> _WORK INSTRUCTIONS_: Down to the last line, repeat the records exactly.

[Stored entries]
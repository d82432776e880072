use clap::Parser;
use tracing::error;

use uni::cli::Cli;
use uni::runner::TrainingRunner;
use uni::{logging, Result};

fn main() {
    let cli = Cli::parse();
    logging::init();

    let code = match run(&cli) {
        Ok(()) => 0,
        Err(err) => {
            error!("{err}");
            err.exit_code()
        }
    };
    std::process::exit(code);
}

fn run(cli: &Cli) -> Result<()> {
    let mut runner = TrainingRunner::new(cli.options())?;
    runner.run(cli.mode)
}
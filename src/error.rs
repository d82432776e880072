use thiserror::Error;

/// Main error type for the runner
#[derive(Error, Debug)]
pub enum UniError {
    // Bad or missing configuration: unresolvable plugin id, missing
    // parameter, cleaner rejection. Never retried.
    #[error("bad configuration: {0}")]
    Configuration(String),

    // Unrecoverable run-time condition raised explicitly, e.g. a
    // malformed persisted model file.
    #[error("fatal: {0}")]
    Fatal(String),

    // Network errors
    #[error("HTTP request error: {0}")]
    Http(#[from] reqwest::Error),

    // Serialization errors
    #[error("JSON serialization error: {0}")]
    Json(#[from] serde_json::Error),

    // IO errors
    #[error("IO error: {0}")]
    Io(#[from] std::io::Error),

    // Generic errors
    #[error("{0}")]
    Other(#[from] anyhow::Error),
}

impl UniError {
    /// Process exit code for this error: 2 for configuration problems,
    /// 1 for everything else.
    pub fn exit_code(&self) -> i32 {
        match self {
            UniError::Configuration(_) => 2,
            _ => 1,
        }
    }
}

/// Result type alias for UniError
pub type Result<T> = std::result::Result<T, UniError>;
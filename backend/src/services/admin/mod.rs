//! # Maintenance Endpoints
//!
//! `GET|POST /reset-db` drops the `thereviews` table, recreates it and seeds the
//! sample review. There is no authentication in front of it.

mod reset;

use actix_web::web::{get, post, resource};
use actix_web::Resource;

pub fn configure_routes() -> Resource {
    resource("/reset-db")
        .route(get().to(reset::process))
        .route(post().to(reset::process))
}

> _ANSWER_:
repository d82432776e880072
use clap::Parser;
use tracing::error;

use uni::cli::Cli;
use uni::runner::TrainingRunner;
use uni::{logging, Result};

fn main() {
    let cli = Cli::parse();
    logging::init();

    let code = match run(&cli) {
        Ok(()) => 0,
        Err(err) => {
            error!("{err}");
            err.exit_code()
        }
    };
    std::process::exit(code);
}

fn run(cli: &Cli) -> Result<()> {
    let mut runner = TrainingRunner::new(cli.options())?;
    runner.run(cli.mode)
}
filename src/error.rs
repository d82432776e880072
use thiserror::Error;

/// Main error type for the runner
#[derive(Error, Debug)]
pub enum UniError {
    // Bad or missing configuration: unresolvable plugin id, missing
    // parameter, cleaner rejection. Never retried.
    #[error("bad configuration: {0}")]
    Configuration(String),

    // Unrecoverable run-time condition raised explicitly, e.g. a
    // malformed persisted model file.
    #[error("fatal: {0}")]
    Fatal(String),

    // Network errors
    #[error("HTTP request error: {0}")]
    Http(#[from] reqwest::Error),

    // Serialization errors
    #[error("JSON serialization error: {0}")]
    Json(#[from] serde_json::Error),

    // IO errors
    #[error("IO error: {0}")]
    Io(#[from] std::io::Error),

    // Generic errors
    #[error("{0}")]
    Other(#[from] anyhow::Error),
}

impl UniError {
    /// Process exit code for this error: 2 for configuration problems,
    /// 1 for everything else.
    pub fn exit_code(&self) -> i32 {
        match self {
            UniError::Configuration(_) => 2,
            _ => 1,
        }
    }
}

/// Result type alias for UniError
pub type Result<T> = std::result::Result<T, UniError>;
filename backend/src/services/admin/mod.rs
//! # Maintenance Endpoints
//!
//! `GET|POST /reset-db` drops the `thereviews` table, recreates it and seeds the
//! sample review. There is no authentication in front of it.

mod reset;

use actix_web::web::{get, post, resource};
use actix_web::Resource;

pub fn configure_routes() -> Resource {
    resource("/reset-db")
        .route(get().to(reset::process))
        .route(post().to(reset::process))
}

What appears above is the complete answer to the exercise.